Kye Allums
- Allums in 2014

Personal information
- Born: October 23, 1989 (age 36)

Career information
- High school: Centennial High School
- College: George Washington

= Kye Allums =

American college basketball player and transgender advocate (born 1989)

Kye Allums (born October 23, 1989) is an American former college basketball player for the George Washington University women's team who in 2010 came out as a trans man, becoming the first openly transgender NCAA Division I college athlete.; in 2026, Allums announced that she had detransitioned and no longer identified as trans. Allums is a transgender advocate, public speaker, artist, and mentor to LGBT youth.

== Personal life ==
Allums graduated from Centennial High School in Circle Pines, Minnesota, United States. She played three seasons as a guard on the women's basketball team at George Washington University, the George Washington Colonials. Allums's teammates called her "Kay-Kay". Allums began telling people to call her "Kye". She came out as a trans man in 2010. Allums told sports website Outsports, "my biological sex is female, which makes me a transgender male."

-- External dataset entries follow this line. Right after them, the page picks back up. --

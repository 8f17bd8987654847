//! Integration tests for style parsing, combination and rendering

use spangle::style::{Attribute, StyleStack};
use spangle::{ColorSystem, Style};

#[test]
fn renders_attributes_then_colors() {
    let style = Style::parse("bold red on blue").unwrap();
    let rendered = style.render("x", Some(ColorSystem::TrueColor));
    insta::assert_snapshot!(format!("{:?}", rendered), @r#""\u{1b}[1;31;44mx\u{1b}[0m""#);
}

#[test]
fn truecolor_style_downgrades_for_the_sink() {
    let style = Style::parse("#ff0000").unwrap();
    assert_eq!(
        style.render("x", Some(ColorSystem::TrueColor)),
        "\x1b[38;2;255;0;0mx\x1b[0m"
    );
    assert_eq!(
        style.render("x", Some(ColorSystem::EightBit)),
        "\x1b[38;5;196mx\x1b[0m"
    );
    assert_eq!(style.render("x", Some(ColorSystem::Standard)), "\x1b[31mx\x1b[0m");
    assert_eq!(style.render("x", None), "x");
}

#[test]
fn later_style_wins_when_combined() {
    let base = Style::parse("bold green").unwrap();
    let overlay = Style::parse("not bold underline").unwrap();
    let combined = base.combine(&overlay);
    assert_eq!(combined.get(Attribute::Bold), Some(false));
    assert_eq!(combined.get(Attribute::Underline), Some(true));
    assert_eq!(combined.color().map(|c| c.name()), Some("green"));
}

#[test]
fn display_parses_back_to_same_style() {
    for definition in ["bold", "italic not dim magenta", "underline on color(22)", "none"] {
        let style = Style::parse(definition).unwrap();
        let reparsed = Style::parse(&style.to_string()).unwrap();
        assert_eq!(reparsed, style, "Failed for {:?}", definition);
    }
}

#[test]
fn invalid_definitions_report_the_word() {
    let test_cases = [
        ("bold on", "on"),
        ("not sparkly", "sparkly"),
        ("bold purplish", "purplish"),
    ];
    for (definition, word) in test_cases {
        let err = Style::parse(definition).unwrap_err();
        assert!(
            err.to_string().contains(word),
            "Expected {:?} in error for {:?}: {}",
            word,
            definition,
            err
        );
    }
}

#[test]
fn style_stack_layers_and_restores() {
    let mut stack = StyleStack::new(Style::parse("red").unwrap());
    stack.push(&Style::parse("bold").unwrap());
    assert_eq!(stack.current(), &Style::parse("bold red").unwrap());
    stack.pop().unwrap();
    assert_eq!(stack.current(), &Style::parse("red").unwrap());
    assert!(stack.pop().is_err());
    assert_eq!(stack.depth(), 0);
}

In May 2011, GWU announced that Allums had decided to leave the GWU basketball team. She graduated from George Washington University in 2011 with a bachelor's degree in Fine Arts.

In 2014, Allums told the Huffington Post that she had attempted suicide in 2011 after receiving transphobic harassment due to an article written about her by ESPN.

In September 2026, Allums stated on her personal Substack page that she was "no longer transgender" and had detransitioned.
==George Washington statistics==

| Year | Team | GP | Points | FG% | 3P% | FT% | RPG | APG | SPG | BPG | PPG |
|---|---|---|---|---|---|---|---|---|---|---|---|
| 2008–09 | George Washington | 11 | 35 | 28.6 | 18.8 | 38.1 | 2.2 | 1.3 | 0.2 | 0.1 | 3.2 |
| 2009–10 | George Washington | 26 | 193 | 37.8 | 37.1 | 75.0 | 4.6 | 1.1 | 0.8 | 0.2 | 7.4 |
| 2010–11 | George Washington | 8 | 54 | 47.4 | 30.0 | 63.2 | 3.4 | 0.6 | 0.6 | 0.3 | 6.8 |
| Career | George Washington | 45 | 282 | 37.7 | 32.7 | 62.5 | 3.8 | 1.0 | 0.6 | 0.2 | 6.3 |

== Advocacy ==
After coming out as a trans man, Allums began traveling around the country to talk about life as a transgender person. She visited high schools, colleges and universities to discuss the transgender community and how it is possible to be transgender and play on a team. She gave advice on confronting bullies when being trans.

She starred in Laverne Cox's documentary The T Word, a film that follows young transgender individuals and explains what they go through.

Allums produced a project called "I Am Enough", which encourages other LGBTQ individuals to come out and talk about their experiences. The project allows individuals to submit their stories, thereby showing people who share the same issues that they are not alone.

In 2015, she was inducted into the National Gay and Lesbian Sports Hall of Fame.

== Published work ==
Allums published a book called Who Am I?, which features poems and letters she wrote about her parents and herself.